Helen Sheil (October 1999)
The day I first saw the dragon
sparkled with spring sunshine.
I’d gone to the creek to walk with local people
to better glimpse their dreams.
They were new acquaintances
but felt like old friends.
Rather like my husbands’ son
who I’d recently met when he was 26.
So like his father
it was difficult not to assume
a knowledge and closeness.
That had no foundation
in his life experience.
The night before we walked
thunder had rolled
and clapped right on the town,
then rain and on sunset, a rainbow
both ends here in Nowa Nowa.
The earth by the creek had that smell
of damp rotting life
a smell I’d forgotten existed
working as I then did amongst
concrete paths and buildings with air conditioners.
The smell instantly linked my memory
to home and love and heartbreak.
Of days walking along our track
by the Cabbage Tree Creek
with babies and goats
of clematis in canopies over the tree ferns
above our heads.
All this came in with my breath
stopping me in my tracks.
As the memories expanded
threatening to escape
in words and stories
to these people who were showing
me their place.
I had to stop myself.
It was their time to talk.
So I looked, walked and listened
noted trees, flowers, fairy dells and houses,
and grand amphitheaters for local performances.
Heard children’s voices by the river.
‘You can plant the garden.’
An offer made to a partner in a new venture.
A gift of new opportunities.
We passed the cherry trees
a gift from the Shire
given without discussion
and received with dubious delight.
Room for improvement in that relationship
but invisibility no longer the issue.
as the community planned and worked together.
We spoke of guardians of the rivers
wondering about words
to better reflect the soul of this place.

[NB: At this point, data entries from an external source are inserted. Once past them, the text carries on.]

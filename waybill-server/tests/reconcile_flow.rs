//! End-to-end reconciliation flow against the in-memory engine:
//! sync → operator edit → re-sync keeps the edit → force refresh rebuilds.

use std::collections::HashMap;
use std::sync::Arc;

use async_trait::async_trait;
use chrono::NaiveDate;
use parking_lot::Mutex;
use serde_json::{Value, json};
use tokio_util::sync::CancellationToken;

use waybill_server::core::{Config, ServerState};
use waybill_server::db::DbService;
use waybill_server::query::{OrderFilter, Pagination};
use waybill_server::reconcile::SnapshotFields;
use waybill_server::sync::{RefreshMode, SnapshotSource, SourceError};

const TOUR_ID: &str = "2024-09-23-21-15-02*plan77*tour-5";
const CLIENT: &str = "client-a";

struct StubSource {
    by_date: Mutex<HashMap<NaiveDate, Vec<Value>>>,
}

impl StubSource {
    fn new() -> Arc<Self> {
        Arc::new(Self {
            by_date: Mutex::new(HashMap::new()),
        })
    }

    fn set(&self, date: NaiveDate, orders: Vec<Value>) {
        self.by_date.lock().insert(date, orders);
    }
}

#[async_trait]
impl SnapshotSource for StubSource {
    async fn fetch_snapshot(
        &self,
        _client_key: &str,
        date: NaiveDate,
        _status_filter: Option<&[String]>,
    ) -> Result<Vec<SnapshotFields>, SourceError> {
        Ok(self
            .by_date
            .lock()
            .get(&date)
            .cloned()
            .unwrap_or_default()
            .into_iter()
            .map(SnapshotFields::new)
            .collect())
    }
}

fn test_config() -> Config {
    Config {
        work_dir: "/tmp/waybill-test".into(),
        http_port: 0,
        environment: "test".into(),
        fleet_api_url: "http://localhost:0".into(),
        fleet_api_token: String::new(),
        fleet_client_key: CLIENT.into(),
        fleet_team_id: "101".into(),
        request_timeout_ms: 1000,
        cache_ttl_secs: 60,
        cache_capacity: 16,
    }
}

async fn setup() -> (ServerState, Arc<StubSource>) {
    let db = DbService::open_memory().await.unwrap();
    let source = StubSource::new();
    let state = ServerState::with_parts(test_config(), db.db, source.clone());
    (state, source)
}

fn day() -> NaiveDate {
    NaiveDate::from_ymd_opt(2024, 9, 23).unwrap()
}

fn upstream_order(id: &str, vehicle: &str, rider: &str, status: &str) -> Value {
    json!({
        "id": id,
        "orderStatus": status,
        "location": {
            "name": "Depot 4",
            "address": {"formattedAddress": "1 Nile St", "city": "Cairo", "countryCode": "EG"},
            "latLng": {"lat": 30.05, "lng": 31.23}
        },
        "orderMetadata": {
            "tourDetail": {
                "tourId": TOUR_ID,
                "riderName": rider,
                "vehicleRegistrationNumber": vehicle
            },
            "lineItems": [
                {
                    "id": format!("sku-{id}"),
                    "name": "Crate",
                    "quantity": 2,
                    "quantityUnit": "PIECES",
                    "transactionStatus": {"transactedQuantity": 2, "status": "DELIVERED"}
                }
            ]
        }
    })
}

fn edit_payload(field: &str, value: Value) -> serde_json::Map<String, Value> {
    let mut map = serde_json::Map::new();
    map.insert(field.to_string(), value);
    map
}

#[tokio::test]
async fn smart_refresh_preserves_operator_edits() {
    let (state, source) = setup().await;
    source.set(
        day(),
        vec![
            upstream_order("o-1", "ABC-1", "Amr", "ONGOING"),
            upstream_order("o-2", "ABC-1", "Amr", "ONGOING"),
        ],
    );

    let report = state
        .sync_service()
        .refresh(RefreshMode::Smart, CLIENT, day(), None)
        .await
        .unwrap();
    assert_eq!(report.created, 2);
    assert_eq!(report.updated, 0);

    // Tour lazily created, aggregates derived from orders
    let tours = state.query_service().list_tours(Some("2024-09-23")).await.unwrap();
    assert_eq!(tours.len(), 1);
    assert_eq!(tours[0].tour_id, TOUR_ID);
    assert_eq!(tours[0].total_orders, 2);

    // Operator corrects one vehicle
    state
        .edit_service()
        .apply_order_edit("o-1", &edit_payload("vehicle_registration", json!("XYZ-9")), "alice")
        .await
        .unwrap();

    // Upstream re-sends the stale vehicle with fresh rider/status
    source.set(
        day(),
        vec![
            upstream_order("o-1", "FRESH-0", "Bob", "COMPLETED"),
            upstream_order("o-2", "FRESH-0", "Bob", "COMPLETED"),
        ],
    );
    let report = state
        .sync_service()
        .refresh(RefreshMode::Smart, CLIENT, day(), None)
        .await
        .unwrap();
    assert_eq!(report.updated, 2);

    let store = state.entity_store();
    let o1 = store.orders().find_by_id("o-1").await.unwrap().unwrap();
    assert_eq!(o1.vehicle_registration.as_deref(), Some("XYZ-9")); // protected
    assert_eq!(o1.rider_name.as_deref(), Some("Bob")); // unprotected
    assert_eq!(o1.order_status, "COMPLETED");

    let o2 = store.orders().find_by_id("o-2").await.unwrap().unwrap();
    assert_eq!(o2.vehicle_registration.as_deref(), Some("FRESH-0"));
}

#[tokio::test]
async fn identical_filters_share_one_cache_entry_until_a_write() {
    let (state, source) = setup().await;
    source.set(
        day(),
        vec![
            upstream_order("o-1", "ABC-1", "Amr", "ONGOING"),
            upstream_order("o-2", "ABC-1", "Amr", "ONGOING"),
        ],
    );
    state
        .sync_service()
        .refresh(RefreshMode::Smart, CLIENT, day(), None)
        .await
        .unwrap();

    let query = state.query_service();
    let filter = OrderFilter {
        date: Some(day()),
        ..Default::default()
    };
    let page_one = Pagination { page: 1, per_page: 1 };
    let page_two = Pagination { page: 2, per_page: 1 };

    let first = query.list_orders(&filter, page_one).await.unwrap();
    assert!(!first.cached);
    assert_eq!(first.total_count, 2);
    assert_eq!(first.orders.len(), 1);

    // Different page, same logical query: served from the same entry
    let second = query.list_orders(&filter, page_two).await.unwrap();
    assert!(second.cached);
    assert_eq!(second.orders.len(), 1);
    assert_ne!(first.orders[0].order_id, second.orders[0].order_id);

    // Any edit forces the next read to recompute
    state
        .edit_service()
        .apply_order_edit("o-1", &edit_payload("rider_name", json!("Dina")), "alice")
        .await
        .unwrap();
    let third = query.list_orders(&filter, page_one).await.unwrap();
    assert!(!third.cached);
    assert_eq!(third.orders[0].rider_name.as_deref(), Some("Dina"));
}

#[tokio::test]
async fn refresh_invalidates_the_cache() {
    let (state, source) = setup().await;
    source.set(day(), vec![upstream_order("o-1", "ABC-1", "Amr", "ONGOING")]);
    state
        .sync_service()
        .refresh(RefreshMode::Smart, CLIENT, day(), None)
        .await
        .unwrap();

    let query = state.query_service();
    let filter = OrderFilter {
        date: Some(day()),
        ..Default::default()
    };
    query.list_orders(&filter, Pagination::default()).await.unwrap();
    assert!(!state.cache.is_empty());

    state
        .sync_service()
        .refresh(RefreshMode::Smart, CLIENT, day(), None)
        .await
        .unwrap();
    assert!(state.cache.is_empty());
}

#[tokio::test]
async fn force_refresh_clears_then_rebuilds() {
    let (state, source) = setup().await;
    source.set(day(), vec![upstream_order("o-1", "ABC-1", "Amr", "ONGOING")]);
    state
        .sync_service()
        .refresh(RefreshMode::Smart, CLIENT, day(), None)
        .await
        .unwrap();

    state
        .edit_service()
        .apply_order_edit("o-1", &edit_payload("vehicle_registration", json!("XYZ-9")), "alice")
        .await
        .unwrap();

    source.set(day(), vec![upstream_order("o-1", "FRESH-0", "Amr", "ONGOING")]);
    let report = state
        .sync_service()
        .refresh(RefreshMode::Force, CLIENT, day(), None)
        .await
        .unwrap();

    assert_eq!(report.orders_cleared, 1);
    assert_eq!(report.line_items_cleared, 1);
    assert_eq!(report.created, 1);

    // Force mode rebuilds from scratch: the row (and its ledger) was dropped
    let o1 = state
        .entity_store()
        .orders()
        .find_by_id("o-1")
        .await
        .unwrap()
        .unwrap();
    assert_eq!(o1.vehicle_registration.as_deref(), Some("FRESH-0"));
    assert!(!o1.modification.is_modified);
}

#[tokio::test]
async fn clear_deletes_line_items_before_orders() {
    let (state, source) = setup().await;
    source.set(
        day(),
        vec![
            upstream_order("o-1", "ABC-1", "Amr", "ONGOING"),
            upstream_order("o-2", "ABC-1", "Amr", "ONGOING"),
        ],
    );
    state
        .sync_service()
        .refresh(RefreshMode::Smart, CLIENT, day(), None)
        .await
        .unwrap();

    let store = state.entity_store();
    assert_eq!(store.orders().line_items("o-1").await.unwrap().len(), 1);

    let report = store.clear_for_key(CLIENT, day()).await.unwrap();
    assert_eq!(report.orders_deleted, 2);
    assert_eq!(report.line_items_deleted, 2);

    assert!(store.orders().find_by_id("o-1").await.unwrap().is_none());
    assert!(store.orders().line_items("o-1").await.unwrap().is_empty());
    assert!(store.orders().line_items("o-2").await.unwrap().is_empty());
}

#[tokio::test]
async fn range_refresh_is_cancellable_between_days() {
    let (state, source) = setup().await;
    let day_two = day().succ_opt().unwrap();
    source.set(day(), vec![upstream_order("o-1", "ABC-1", "Amr", "ONGOING")]);
    source.set(day_two, vec![upstream_order("o-9", "ABC-1", "Amr", "ONGOING")]);

    let cancelled = CancellationToken::new();
    cancelled.cancel();
    let reports = state
        .sync_service()
        .refresh_range(RefreshMode::Smart, CLIENT, day(), day_two, &cancelled)
        .await
        .unwrap();
    assert!(reports.is_empty());

    let reports = state
        .sync_service()
        .refresh_range(
            RefreshMode::Smart,
            CLIENT,
            day(),
            day_two,
            &CancellationToken::new(),
        )
        .await
        .unwrap();
    assert_eq!(reports.len(), 2);
    assert_eq!(reports[0].created, 1);
    assert_eq!(reports[1].created, 1);
}

#[tokio::test]
async fn opens_an_on_disk_database() {
    let dir = tempfile::tempdir().unwrap();
    let path = dir.path().join("waybill.db");
    let db = DbService::open(&path.to_string_lossy()).await.unwrap();
    drop(db);
}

Coming from other countries were stories
of trolls under the bridge. Maybe bunyips?
But they didn’t quite fit the bridge over Boggy Creek.
Kippling’s stories of evil growing greenness
needed adapting to the Southern Hemisphere
into the life and vibrancy of spring.
the time before flys and mozzies.
of blossoms along the river
bringing the fish and birds.
The sky blue and the bush green.
Conversations moved to other people and places
of families. Of stories that didn’t get written.
Talking of life, we also talked of death.
Of ways we grieve.
This time there was a space
for emotions to surface.
Then a time to sit quietly
By the water.
It was then we saw the Snowy River Dragon
Here on the arm of Lake Tyers
Beautiful greens and yellows
on the spikes and scales
shining in the sun
yet disguised by the country
to which it belongs.
A liberating day,
the day I met first met the water dragon.